Data in this exercise:
BEGIN

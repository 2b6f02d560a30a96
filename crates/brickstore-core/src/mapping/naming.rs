//! Naming strategy trait and the default convention

use super::property::{EntityType, PersistentProperty};

/// Policy translating logical model names into physical schema names
///
/// The provided methods implement the default convention:
///
/// - table: explicit table name, else snake case of the type name
/// - column: snake case of the property name
/// - reverse column (back-reference from a child table): owner's table name
/// - key column (map key in a child table): reverse column + `_key`
pub trait NamingStrategy: Send + Sync {
    fn table_name(&self, entity: &EntityType) -> String {
        match entity.table() {
            Some(table) => table.to_string(),
            None => to_snake_case(entity.type_name()),
        }
    }

    fn column_name(&self, property: &PersistentProperty) -> String {
        to_snake_case(property.name())
    }

    fn reverse_column_name(&self, property: &PersistentProperty) -> String {
        self.table_name(property.owner())
    }

    fn key_column(&self, property: &PersistentProperty) -> String {
        format!("{}_key", self.reverse_column_name(property))
    }
}

/// The convention with no overrides
#[derive(Debug, Clone, Copy, Default)]
pub struct DefaultNamingStrategy;

impl NamingStrategy for DefaultNamingStrategy {}

/// Lower snake case of a camel or Pascal case identifier
///
/// An underscore goes before an uppercase letter that follows a lowercase
/// letter or digit, and before the last capital of an acronym that starts a
/// new word (`URLValue` becomes `url_value`).
pub fn to_snake_case(name: &str) -> String {
    let chars: Vec<char> = name.chars().collect();
    let mut out = String::with_capacity(name.len() + 4);

    for (i, &c) in chars.iter().enumerate() {
        if c.is_uppercase() && i > 0 {
            let prev = chars[i - 1];
            let next_is_lower = chars.get(i + 1).is_some_and(|n| n.is_lowercase());
            let boundary = prev.is_lowercase()
                || prev.is_ascii_digit()
                || (prev.is_uppercase() && next_is_lower);
            if boundary && prev != '_' {
                out.push('_');
            }
        }
        out.extend(c.to_lowercase());
    }

    out
}
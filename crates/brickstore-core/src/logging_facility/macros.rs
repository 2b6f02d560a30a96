//! Canonical logging macros
//!
//! Every repository operation brackets its work with a start event and
//! either an end or an end_error event.

/// Log the start of an operation
///
/// # Example
///
/// ```
/// # use brickstore_core::log_op_start;
/// log_op_start!("save_lego_set");
/// log_op_start!("save_lego_set", lego_set_id = 3);
/// ```
#[macro_export]
macro_rules! log_op_start {
    ($op:expr) => {
        tracing::info!(
            component = module_path!(),
            op = $op,
            event = $crate::schema::EVENT_START,
        );
    };
    ($op:expr, $($field:tt)*) => {
        tracing::info!(
            component = module_path!(),
            op = $op,
            event = $crate::schema::EVENT_START,
            $($field)*
        );
    };
}

/// Log the successful end of an operation
///
/// # Example
///
/// ```
/// # use brickstore_core::log_op_end;
/// log_op_end!("save_lego_set", duration_ms = 42);
/// ```
#[macro_export]
macro_rules! log_op_end {
    ($op:expr, duration_ms = $duration:expr) => {
        tracing::info!(
            component = module_path!(),
            op = $op,
            event = $crate::schema::EVENT_END,
            duration_ms = $duration,
        );
    };
    ($op:expr, duration_ms = $duration:expr, $($field:tt)*) => {
        tracing::info!(
            component = module_path!(),
            op = $op,
            event = $crate::schema::EVENT_END,
            duration_ms = $duration,
            $($field)*
        );
    };
}

/// Log an operation error
///
/// Accepts anything convertible into `ExError`.
///
/// # Example
///
/// ```
/// # use brickstore_core::{log_op_error, errors::BrickstoreError};
/// let err = BrickstoreError::LegoSetNotFound { id: 1 };
/// log_op_error!("find_lego_set", err, duration_ms = 10);
/// ```
#[macro_export]
macro_rules! log_op_error {
    ($op:expr, $err:expr, duration_ms = $duration:expr) => {{
        let ex_err: $crate::errors::ExError = $err.into();
        tracing::error!(
            component = module_path!(),
            op = $op,
            event = $crate::schema::EVENT_END_ERROR,
            duration_ms = $duration,
            err_kind = ?ex_err.kind(),
            err_code = ex_err.code(),
        );
    }};
    ($op:expr, $err:expr, duration_ms = $duration:expr, $($field:tt)*) => {{
        let ex_err: $crate::errors::ExError = $err.into();
        tracing::error!(
            component = module_path!(),
            op = $op,
            event = $crate::schema::EVENT_END_ERROR,
            duration_ms = $duration,
            err_kind = ?ex_err.kind(),
            err_code = ex_err.code(),
            $($field)*
        );
    }};
}
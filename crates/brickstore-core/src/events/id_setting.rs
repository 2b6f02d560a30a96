//! Identifier assignment for new aggregates
//!
//! The schema has no autoincrement keys; ids come from a process-wide
//! counter handed out just before the first save.

use std::sync::atomic::{AtomicI32, Ordering};

use super::{ApplicationListener, RelationalEvent};
use crate::model::LegoSet;

/// Assigns ids to [`LegoSet`] roots and propagates them to the manual
#[derive(Debug, Default)]
pub struct IdSettingListener {
    last_id: AtomicI32,
}

impl IdSettingListener {
    /// Counter starting at 0; the first assigned id is 1
    pub fn new() -> Self {
        Self::default()
    }

    /// Counter that resumes after `last_id`, e.g. the highest id already stored
    pub fn starting_after(last_id: i32) -> Self {
        Self {
            last_id: AtomicI32::new(last_id),
        }
    }

    /// The most recently assigned id (0 if none)
    pub fn last_assigned(&self) -> i32 {
        self.last_id.load(Ordering::SeqCst)
    }

    /// Next id, or `None` once `i32::MAX` has been handed out
    fn next_id(&self) -> Option<i32> {
        self.last_id
            .fetch_update(Ordering::SeqCst, Ordering::SeqCst, |last| last.checked_add(1))
            .ok()
            .map(|last| last + 1)
    }

    /// Give `lego_set` an id if it has none, then copy it onto the manual
    ///
    /// The manual's id is overwritten even when the set was already
    /// identified. Ids never wrap: after `i32::MAX` a new set keeps id 0,
    /// which the repository rejects as unassigned.
    pub fn set_ids(&self, lego_set: &mut LegoSet) {
        if lego_set.id == 0 {
            match self.next_id() {
                Some(id) => {
                    lego_set.id = id;
                    tracing::debug!(lego_set_id = id, "assigned id");
                }
                None => tracing::warn!(last_id = i32::MAX, "id counter exhausted"),
            }
        }

        if let Some(manual) = lego_set.manual.as_mut() {
            manual.id = i64::from(lego_set.id);
        }
    }
}

impl ApplicationListener for IdSettingListener {
    fn on_event(&self, event: &mut RelationalEvent<'_>) {
        if let RelationalEvent::BeforeSave { entity } = event {
            if let Some(lego_set) = entity.downcast_mut::<LegoSet>() {
                self.set_ids(lego_set);
            }
        }
    }
}
use crate::mapping::{EntityType, PersistentProperty};

/// Building instructions owned by a [`super::LegoSet`]
///
/// `id` mirrors the owning set's id and is never chosen independently.
#[derive(Debug, Clone, PartialEq, Eq, Default)]
pub struct Manual {
    pub id: i64,
    pub author: String,
    pub text: String,
}

impl Manual {
    pub const ENTITY: EntityType = EntityType::new("Manual").with_table("handbuch");

    pub const AUTHOR: PersistentProperty = PersistentProperty::new(Self::ENTITY, "author");
    pub const TEXT: PersistentProperty = PersistentProperty::new(Self::ENTITY, "text");

    pub fn new(author: impl Into<String>, text: impl Into<String>) -> Self {
        Self {
            id: 0,
            author: author.into(),
            text: text.into(),
        }
    }
}
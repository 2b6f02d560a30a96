//! Aggregate lifecycle events
//!
//! The repository publishes a [`RelationalEvent`] at each lifecycle step.
//! Listeners run synchronously, in registration order, on the caller's
//! thread. Payloads are type-erased; a listener downcasts to the aggregate
//! types it cares about and ignores the rest.

pub mod id_setting;

use std::any::Any;
use std::sync::Arc;

pub use id_setting::IdSettingListener;

/// A lifecycle step of an aggregate
pub enum RelationalEvent<'a> {
    /// The aggregate is about to be written; listeners may mutate it
    BeforeSave { entity: &'a mut dyn Any },
    /// The aggregate and all its children were written
    AfterSave { entity: &'a dyn Any },
    /// The aggregate was read and fully hydrated
    AfterLoad { entity: &'a dyn Any },
    /// The root row `id` of `table` is about to be removed
    BeforeDelete { table: &'a str, id: i64 },
    /// The root row `id` of `table` and its children were removed
    AfterDelete { table: &'a str, id: i64 },
}

impl RelationalEvent<'_> {
    pub fn name(&self) -> &'static str {
        match self {
            RelationalEvent::BeforeSave { .. } => "before_save",
            RelationalEvent::AfterSave { .. } => "after_save",
            RelationalEvent::AfterLoad { .. } => "after_load",
            RelationalEvent::BeforeDelete { .. } => "before_delete",
            RelationalEvent::AfterDelete { .. } => "after_delete",
        }
    }
}

/// Callback registered for aggregate lifecycle events
///
/// Listeners must not fail: an event is a notification, and anything a
/// listener needs to reject belongs in validation before `save`.
pub trait ApplicationListener: Send + Sync {
    fn on_event(&self, event: &mut RelationalEvent<'_>);
}

/// Ordered set of listeners
#[derive(Clone, Default)]
pub struct EventPublisher {
    listeners: Vec<Arc<dyn ApplicationListener>>,
}

impl EventPublisher {
    pub fn new() -> Self {
        Self::default()
    }

    pub fn register(&mut self, listener: Arc<dyn ApplicationListener>) {
        self.listeners.push(listener);
    }

    pub fn with_listener(mut self, listener: Arc<dyn ApplicationListener>) -> Self {
        self.register(listener);
        self
    }

    pub fn listener_count(&self) -> usize {
        self.listeners.len()
    }

    /// Deliver `event` to every listener in registration order
    pub fn publish(&self, event: &mut RelationalEvent<'_>) {
        tracing::trace!(event = event.name(), listeners = self.listeners.len(), "publish");
        for listener in &self.listeners {
            listener.on_event(event);
        }
    }
}

impl std::fmt::Debug for EventPublisher {
    fn fmt(&self, f: &mut std::fmt::Formatter<'_>) -> std::fmt::Result {
        f.debug_struct("EventPublisher")
            .field("listeners", &self.listeners.len())
            .finish()
    }
}
//! LEGO set commands
//!
//! Usage:
//!   brickstore add --name <NAME> [--min-age N] [--max-age N]
//!                  [--manual-author A --manual-text T] [--model NAME=DESCRIPTION]...
//!   brickstore show <ID> | list | remove <ID>

use clap::Args;

use brickstore_core::{LegoSet, Manual, Result};

use super::context::Context;

#[derive(Debug, Args)]
pub struct AddArgs {
    /// Set name
    #[arg(long)]
    pub name: String,

    /// Minimum age in years
    #[arg(long, default_value_t = 0)]
    pub min_age: u32,

    /// Maximum age in years
    #[arg(long, default_value_t = 99)]
    pub max_age: u32,

    /// Manual author (requires --manual-text)
    #[arg(long, requires = "manual_text")]
    pub manual_author: Option<String>,

    /// Manual text
    #[arg(long, requires = "manual_author")]
    pub manual_text: Option<String>,

    /// Model as NAME=DESCRIPTION (repeatable)
    #[arg(long = "model", value_parser = parse_model)]
    pub models: Vec<(String, String)>,
}

#[derive(Debug, Args)]
pub struct IdArgs {
    /// LEGO set id
    pub id: i32,
}

fn parse_model(s: &str) -> std::result::Result<(String, String), String> {
    match s.split_once('=') {
        Some((name, description)) if !name.trim().is_empty() => {
            Ok((name.trim().to_string(), description.to_string()))
        }
        _ => Err(format!("expected NAME=DESCRIPTION, got '{}'", s)),
    }
}

pub fn add(ctx: &mut Context, args: AddArgs) -> Result<()> {
    let mut set = LegoSet::new(args.name).with_age_range(args.min_age, args.max_age);
    if let (Some(author), Some(text)) = (args.manual_author, args.manual_text) {
        set.set_manual(Manual::new(author, text));
    }
    for (name, description) in args.models {
        set.add_model(name, description);
    }

    let id = ctx.repo.save(&mut ctx.conn, &mut set)?;
    println!("✓ Saved LEGO set {}", id);
    Ok(())
}

pub fn show(ctx: &Context, args: IdArgs) -> Result<()> {
    let set = ctx.repo.get(&ctx.conn, args.id)?;
    print!("{}", render(&set));
    Ok(())
}

pub fn list(ctx: &Context) -> Result<()> {
    let sets = ctx.repo.find_all(&ctx.conn)?;
    if sets.is_empty() {
        println!("No LEGO sets stored");
    }
    for set in &sets {
        print!("{}", render(set));
    }
    Ok(())
}

pub fn remove(ctx: &mut Context, args: IdArgs) -> Result<()> {
    if ctx.repo.delete_by_id(&mut ctx.conn, args.id)? {
        println!("✓ Removed LEGO set {}", args.id);
    } else {
        println!("No LEGO set {}", args.id);
    }
    Ok(())
}

fn render(set: &LegoSet) -> String {
    let mut out = format!(
        "#{} {} (ages {}-{})\n",
        set.id, set.name, set.minimum_age, set.maximum_age
    );
    if let Some(manual) = &set.manual {
        out.push_str(&format!("  manual by {}: {}\n", manual.author, manual.text));
    }
    for (key, model) in &set.models {
        out.push_str(&format!("  model {}: {}\n", key, model.description));
    }
    out
}

#[cfg(test)]
mod tests {
    use super::*;

    #[test]
    fn test_parse_model() {
        assert_eq!(
            parse_model("FAST_TIE=Small TIE fighter").unwrap(),
            ("FAST_TIE".to_string(), "Small TIE fighter".to_string())
        );
        assert_eq!(
            parse_model("eq=a=b").unwrap(),
            ("eq".to_string(), "a=b".to_string())
        );
        assert!(parse_model("no-separator").is_err());
        assert!(parse_model("=nameless").is_err());
    }

    #[test]
    fn test_render() {
        let mut set = LegoSet::new("Tower").with_age_range(6, 10);
        set.id = 3;
        set.set_manual(Manual::new("Alfred", "Stack it"));
        set.add_model("base", "Grey plate");

        assert_eq!(
            render(&set),
            "#3 Tower (ages 6-10)\n  manual by Alfred: Stack it\n  model base: Grey plate\n"
        );
    }
}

END

To do: Retype every line of the listing, word for word, from its opening line to the line that holds "- key column", and include that last line too.

Expected answer:
repository 2b6f02d560a30a96
filename crates/brickstore-core/src/mapping/naming.rs
//! Naming strategy trait and the default convention

use super::property::{EntityType, PersistentProperty};

/// Policy translating logical model names into physical schema names
///
/// The provided methods implement the default convention:
///
/// - table: explicit table name, else snake case of the type name
/// - column: snake case of the property name
/// - reverse column (back-reference from a child table): owner's table name
/// - key column (map key in a child table): reverse column + `_key`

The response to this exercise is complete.